Unfashionable - and deliberately so.
New Zealand First's relative popularity resides in its offering the politically dazed and confused a vision of the future based on nostalgia for the relatively recent past.
The party is marooned in a time bubble of the economic boom of the 1950s along with the suffocating social conformity of that era.
Its unwillingness to confront that myth of a better past will ultimately be the death of it as those who lived through those times and who gain comforting reassurance from Winston Peters' pronouncements pass away.
The longer Peters fails to address this underlying threat to the party's longevity - along with at least publicly acknowledging the necessity for some indication of how he will manage the question of leadership succession - the likelihood of the party's survival as a potent political force continues to diminish.

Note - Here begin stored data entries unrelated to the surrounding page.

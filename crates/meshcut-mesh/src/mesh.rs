use meshcut_core::traits::{BoundingBox, Validate};
use meshcut_core::{MeshCutError, Result};
use meshcut_math::{Aabb3, Point2, Point3, Vector3};
use serde::{Deserialize, Serialize};

/// Indexed triangle mesh with parallel per-vertex attributes.
///
/// `normals` and `uvs` are either empty or exactly as long as `positions`.
/// When empty, consumers fall back to face normals and zero texture
/// coordinates.
#[derive(Debug, Clone, Default, PartialEq, Serialize, Deserialize)]
pub struct TriangleMesh {
    pub positions: Vec<Point3>,
    pub normals: Vec<Vector3>,
    pub indices: Vec<u32>,
    pub uvs: Vec<Point2>,
}

impl TriangleMesh {
    pub fn new(positions: Vec<Point3>, normals: Vec<Vector3>, indices: Vec<u32>, uvs: Vec<Point2>) -> Self {
        Self {
            positions,
            normals,
            indices,
            uvs,
        }
    }

    /// Axis-aligned box centered at `center`, 24 vertices with face normals
    /// and per-face texture coordinates, wound counter-clockwise from outside.
    pub fn cuboid(center: Point3, size: Vector3) -> Self {
        let h = size * 0.5;
        // (normal, two in-face axes chosen so u x v == normal)
        let faces = [
            (Vector3::X, Vector3::Y, Vector3::Z),
            (Vector3::NEG_X, Vector3::Z, Vector3::Y),
            (Vector3::Y, Vector3::Z, Vector3::X),
            (Vector3::NEG_Y, Vector3::X, Vector3::Z),
            (Vector3::Z, Vector3::X, Vector3::Y),
            (Vector3::NEG_Z, Vector3::Y, Vector3::X),
        ];
        let corners = [(-1.0, -1.0), (1.0, -1.0), (1.0, 1.0), (-1.0, 1.0)];

        let mut mesh = Self::default();
        for (normal, u, v) in faces {
            let base = mesh.positions.len() as u32;
            for (cu, cv) in corners {
                let local = normal + u * cu + v * cv;
                mesh.positions.push(center + local * h);
                mesh.normals.push(normal);
                mesh.uvs.push(Point2::new((cu + 1.0) * 0.5, (cv + 1.0) * 0.5));
            }
            mesh.indices
                .extend_from_slice(&[base, base + 1, base + 2, base, base + 2, base + 3]);
        }
        mesh
    }

    /// Number of vertices in the mesh.
    pub fn vertex_count(&self) -> usize {
        self.positions.len()
    }

    /// Number of triangles in the mesh.
    pub fn triangle_count(&self) -> usize {
        self.indices.len() / 3
    }

    pub fn is_empty(&self) -> bool {
        self.indices.is_empty()
    }

    /// Vertex indices of triangle `t`.
    pub fn triangle_indices(&self, t: usize) -> [usize; 3] {
        let i = &self.indices[t * 3..t * 3 + 3];
        [i[0] as usize, i[1] as usize, i[2] as usize]
    }

    pub fn triangle(&self, t: usize) -> [Point3; 3] {
        self.triangle_indices(t).map(|i| self.positions[i])
    }

    /// Unit face normal of triangle `t` from its winding; zero when degenerate.
    pub fn face_normal(&self, t: usize) -> Vector3 {
        let [a, b, c] = self.triangle(t);
        (b - a).cross(c - a).normalize_or_zero()
    }

    /// Vertex normal, or `fallback` when the mesh carries no normals.
    pub fn normal_or(&self, i: usize, fallback: Vector3) -> Vector3 {
        self.normals.get(i).copied().unwrap_or(fallback)
    }

    /// Texture coordinate, or the origin when the mesh carries no UVs.
    pub fn uv_or_zero(&self, i: usize) -> Point2 {
        self.uvs.get(i).copied().unwrap_or(Point2::ZERO)
    }

    /// Append `other`, shifting its indices past this mesh's vertices.
    pub fn merge(&mut self, other: &TriangleMesh) {
        let base = self.positions.len() as u32;
        self.positions.extend_from_slice(&other.positions);
        self.normals.extend_from_slice(&other.normals);
        self.uvs.extend_from_slice(&other.uvs);
        self.indices.extend(other.indices.iter().map(|&i| base + i));
    }

    /// Smooth vertex normals: each vertex gets the normalized sum of the
    /// area-weighted normals of the triangles using it.
    ///
    /// Vertices referenced by no triangle get a zero normal.
    pub fn compute_normals(&mut self) {
        let mut accumulated = vec![Vector3::ZERO; self.positions.len()];
        for t in 0..self.triangle_count() {
            let [a, b, c] = self.triangle(t);
            let weighted = (b - a).cross(c - a);
            for i in self.triangle_indices(t) {
                accumulated[i] += weighted;
            }
        }
        self.normals = accumulated.into_iter().map(Vector3::normalize_or_zero).collect();
    }

    /// Append a back-facing copy of every triangle.
    ///
    /// Vertices are duplicated with negated normals and each triangle
    /// `(a, b, c)` is re-emitted as `(a', c', b')` on the duplicates, so open
    /// surfaces render from both sides.
    pub fn add_reversed_faces(&mut self) {
        let count = self.positions.len();
        let offset = count as u32;

        self.positions.extend_from_within(..count);
        if self.normals.len() == count {
            self.normals.extend_from_within(..count);
            for n in &mut self.normals[count..] {
                *n = -*n;
            }
        }
        if self.uvs.len() == count {
            self.uvs.extend_from_within(..count);
        }

        let triangles = self.indices.len();
        self.indices.reserve(triangles);
        for t in 0..triangles / 3 {
            let (a, b, c) = (self.indices[t * 3], self.indices[t * 3 + 1], self.indices[t * 3 + 2]);
            self.indices.extend_from_slice(&[a + offset, c + offset, b + offset]);
        }
    }

    pub fn translate(&mut self, offset: Vector3) {
        for p in &mut self.positions {
            *p += offset;
        }
    }

    /// Move the mesh so its bounding-box center sits at the origin.
    ///
    /// Returns the removed offset; adding it to the owner's position keeps the
    /// mesh in place in world space.
    pub fn recenter(&mut self) -> Vector3 {
        let Some(bounds) = Aabb3::from_points(&self.positions) else {
            return Vector3::ZERO;
        };
        let center = bounds.center();
        self.translate(-center);
        center
    }

    /// Signed enclosed volume (divergence theorem); positive for closed meshes
    /// wound counter-clockwise from outside.
    pub fn signed_volume(&self) -> f64 {
        (0..self.triangle_count())
            .map(|t| {
                let [a, b, c] = self.triangle(t);
                a.dot(b.cross(c))
            })
            .sum::<f64>()
            / 6.0
    }

    pub fn surface_area(&self) -> f64 {
        (0..self.triangle_count())
            .map(|t| {
                let [a, b, c] = self.triangle(t);
                (b - a).cross(c - a).length() * 0.5
            })
            .sum()
    }
}

impl BoundingBox for TriangleMesh {
    type Bounds = Aabb3;

    /// Compute the axis-aligned bounding box of all positions; a degenerate
    /// box at the origin for an empty mesh.
    fn bounding_box(&self) -> Aabb3 {
        Aabb3::from_points(&self.positions).unwrap_or(Aabb3::new(Point3::ZERO, Point3::ZERO))
    }
}

impl Validate for TriangleMesh {
    fn validate(&self) -> Result<()> {
        let n = self.positions.len();
        if self.indices.len() % 3 != 0 {
            return Err(MeshCutError::InvalidMesh(format!(
                "index count {} is not a multiple of 3",
                self.indices.len()
            )));
        }
        if !self.normals.is_empty() && self.normals.len() != n {
            return Err(MeshCutError::InvalidMesh(format!(
                "{} normals for {} vertices",
                self.normals.len(),
                n
            )));
        }
        if !self.uvs.is_empty() && self.uvs.len() != n {
            return Err(MeshCutError::InvalidMesh(format!(
                "{} uvs for {} vertices",
                self.uvs.len(),
                n
            )));
        }
        for (t, tri) in self.indices.chunks_exact(3).enumerate() {
            if let Some(&bad) = tri.iter().find(|&&i| i as usize >= n) {
                return Err(MeshCutError::InvalidMesh(format!(
                    "triangle {t} references vertex {bad} of {n}"
                )));
            }
            if tri[0] == tri[1] || tri[1] == tri[2] || tri[0] == tri[2] {
                return Err(MeshCutError::InvalidMesh(format!(
                    "triangle {t} repeats a vertex: {tri:?}"
                )));
            }
        }
        Ok(())
    }
}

As much as the public has been able to ascertain, that day of reckoning was once again postponed at the party's annual conference last weekend. The party seemed more intent on swimming against the prevailing political currents, seemingly as much for the sake of being seen to be different from its competitors as upholding its core principles.
That was very much the case with Peters' keynote address to delegates. The old master castigated National for "governing for the few". He slammed Labour for long having accused him of racism and xenophobia, only for that party to make the same criticisms of immigration policy that he had, but without the same conviction.
But as much as the speech fizzed, it then fizzled.
It turned out New Zealand First's solution to the country's supposed economic woes was to dredge up the party's historic hankering for work-for-the-dole schemes.
It was another case of New Zealand First going back to the future in its policy development. It appears the party is still wedded to a concept which produced very mixed results in terms of getting people back to work when it was in vogue in the late 1990s.
The majority of political thinking now favours the "investment" approach to getting people off the benefit through intensive management of circumstances that preclude an individual's return to the workforce. The sharp drop in beneficiary numbers is seen as vindication for that approach, although a more buoyant job market has also been a major factor.
Other political parties are now instead grappling with the modern-day political complexities of turning the minimum wage into a living wage, while New Zealand First is trying to resurrect what it calls the "community wage".
It is hard to see the attraction of workfare schemes given the relative success of National's approach - and the likelihood that Labour would not change things in any fundamental way. Times have moved on. New Zealand First has not.